To see which branches are protected:

chop --verbose

Common Workflows

Squash-Merge Cleanup

If your team uses squash-merge and auto-deletes branches on GitHub/GitLab:

# Best option - relies on remote branch being deleted
chop --branch --gone

If your workflow doesn't auto-delete remote branches:

# Detects if changes are in main regardless of merge strategy
chop --branch --squashed=main

Weekly Maintenance

# Clean up everything that's clearly safe to remove
chop --all --dry-run

# If it looks good
chop --all

Before Starting a New Feature

# Quick cleanup of stale worktrees
chop --tree --gone --stale

CI/Automation

# JSON output for logging
chop --branch --gone --force --json >> cleanup.log

Configure a Default

If you always run the same cleanup, set it as default:

// .lumberjackrc
{
  "defaultCommand": "--branch --gone"
}

Now chop with no arguments runs chop --branch --gone.


How Detection Works

--gone Detection

  1. Runs git fetch --prune (unless --no-fetch)
  2. Runs git branch -vv to list branches with tracking info
  3. Identifies branches where upstream shows as [origin/branch: gone]
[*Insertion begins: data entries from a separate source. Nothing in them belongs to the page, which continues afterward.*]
//! Forward-pass benchmarks on CPU.
//!
//! Run with: cargo bench --bench forward

use criterion::{black_box, criterion_group, criterion_main, BenchmarkId, Criterion, Throughput};
use tch::{nn, Device, Kind, Tensor};

use wifi_bimamba::synthetic::synthetic_csi;
use wifi_bimamba::torch::ssm::selective_scan;
use wifi_bimamba::{FusionConfig, FusionModel};

fn bench_selective_scan(c: &mut Criterion) {
    let mut group = c.benchmark_group("selective_scan");
    let (batch, d_inner, d_state) = (1, 384, 16);
    let opts = (Kind::Float, Device::Cpu);

    for seqlen in [25i64, 100, 400] {
        let u = Tensor::randn([batch, seqlen, d_inner], opts);
        let delta = Tensor::rand([batch, seqlen, d_inner], opts) * 0.1;
        let a = -Tensor::arange_start(1, d_state + 1, opts).repeat([d_inner, 1]);
        let b = Tensor::randn([batch, seqlen, d_state], opts);
        let cm = Tensor::randn([batch, seqlen, d_state], opts);
        let d = Tensor::ones([d_inner], opts);

        group.throughput(Throughput::Elements(seqlen as u64));
        group.bench_with_input(BenchmarkId::from_parameter(seqlen), &seqlen, |bench, _| {
            bench.iter(|| tch::no_grad(|| selective_scan(black_box(&u), &delta, &a, &b, &cm, &d, None)))
        });
    }
    group.finish();
}

fn bench_fusion_forward(c: &mut Criterion) {
    let mut group = c.benchmark_group("fusion_forward");
    let vs = nn::VarStore::new(Device::Cpu);
    let cfg = FusionConfig::default();
    let model = match FusionModel::new(&vs.root(), &cfg) {
        Ok(model) => model,
        Err(e) => panic!("default config must build: {e}"),
    };

    for batch in [1i64, 8] {
        let xs = synthetic_csi(batch, cfg.in_channels, cfg.time_steps, 0);
        group.throughput(Throughput::Elements(batch as u64));
        group.bench_with_input(BenchmarkId::new("batch", batch), &batch, |bench, _| {
            bench.iter(|| tch::no_grad(|| nn::ModuleT::forward_t(&model, black_box(&xs), false)))
        });
    }
    group.finish();
}

criterion_group!(benches, bench_selective_scan, bench_fusion_forward);
criterion_main!(benches);
use tch::{nn, Tensor};
use tracing::info;

use crate::config::FusionConfig;
use crate::error::ModelResult;
use crate::torch::conv::DepthwiseSeparableConv1d;
use crate::torch::model::{BiMamba, ForwardOptions};
use crate::torch::ssm::InferenceCache;

/// CSI window classifier: `[batch, in_channels, time]` through the
/// depthwise-separable conv, then the bidirectional Mamba over time.
#[derive(Debug)]
pub struct FusionModel {
    conv: DepthwiseSeparableConv1d,
    backbone: BiMamba,
    cfg: FusionConfig,
}

impl FusionModel {
    pub fn new(p: &nn::Path, cfg: &FusionConfig) -> ModelResult<Self> {
        cfg.validate()?;
        let conv = DepthwiseSeparableConv1d::new(
            &(p / "dw"),
            cfg.in_channels,
            cfg.out_channels,
            cfg.kernel_size,
        );
        let backbone = BiMamba::new(&(p / "bimodel"), &cfg.backbone_config())?;

        info!(
            in_channels = cfg.in_channels,
            kernel_size = cfg.kernel_size,
            time_steps = cfg.time_steps,
            tokens = cfg.conv_output_len(),
            "built fusion model"
        );

        Ok(Self {
            conv,
            backbone,
            cfg: cfg.clone(),
        })
    }

    pub fn config(&self) -> &FusionConfig {
        &self.cfg
    }

    pub fn backbone(&self) -> &BiMamba {
        &self.backbone
    }

    /// Conv output in sequence-major layout, `[batch, tokens, out_channels]`.
    pub fn embed(&self, xs: &Tensor) -> Tensor {
        xs.apply(&self.conv).transpose(1, 2)
    }

    pub fn forward(
        &self,
        xs: &Tensor,
        opts: ForwardOptions,
        cache: Option<&mut InferenceCache>,
    ) -> Tensor {
        self.backbone.forward(&self.embed(xs), opts, cache)
    }
}

impl nn::ModuleT for FusionModel {
    fn forward_t(&self, xs: &Tensor, train: bool) -> Tensor {
        self.forward(
            xs,
            ForwardOptions {
                train,
                ..Default::default()
            },
            None,
        )
    }
}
This is the most reliable method for squash-merge workflows.

--merged Detection

  1. Determines the base branch:
    • If --merged=<branch> is provided, uses that branch
    • Else if mergeBase is set in config, uses that
    • Else uses the current branch
  2. Runs git branch --merged <base>
  3. Returns all branches whose commits are reachable from the base branch

Note: This doesn't work for squash-merged branches since the commits are rewritten. Use --gone or --squashed for squash-merge workflows.

# Check against explicit branch
chop --branch --merged=main

# Check against configured mergeBase (or current if not set)
chop --branch --merged

--squashed Detection

  1. Determines the base branch:
    • If --squashed=<branch> is provided, uses that branch
    • Else if mergeBase is set in config, uses that
    • Else uses the current branch
  2. For each branch, simulates a merge using git merge-tree --write-tree
  3. Compares the resulting tree hash with the base branch's current tree
  4. If the trees are identical, the branch adds no new changes - it's already in base

This approach correctly detects squash-merged branches even when:

  • The branch had multiple commits that were squashed into one
  • The base branch has moved forward since the squash merge

Note: Requires Git 2.38+ for the merge-tree --write-tree feature.

# Check if branch changes are already in main
chop --branch --squashed=main

# Check against configured mergeBase (or current if not set)
chop --branch --squashed

--stale Detection

  1. Determines the threshold:
    • If --stale=<days> is provided, uses that value
    • Else if stale is set in config, uses that
    • Else uses 30 days
  2. For each branch, gets the date of the last commit
  3. Flags branches with no commits within the threshold
# Check for branches stale for 60+ days
chop --branch --stale=60

# Check against configured stale threshold (or 30 if not set)
chop --branch --stale

Comparison with Alternatives

| Tool | Branches | Worktrees | Squash Detection | |------|----------|-----------|------------------| | Lumberjack | ✅ | ✅ | ✅ | | git branch -d | ✅ | ❌ | ❌ | | git worktree prune | ❌ | ✅ (partial) | ❌ | | git-sweep | ✅ | ❌ | ❌ | | git-trim | ✅ | ❌ | ❌ |


Requirements

  • Node.js 18+
  • Git 2.20+ (Git 2.38+ required for --squashed detection)

License

MIT


Contributing

Issues and PRs welcome at github.com/jameshole/lumberjack.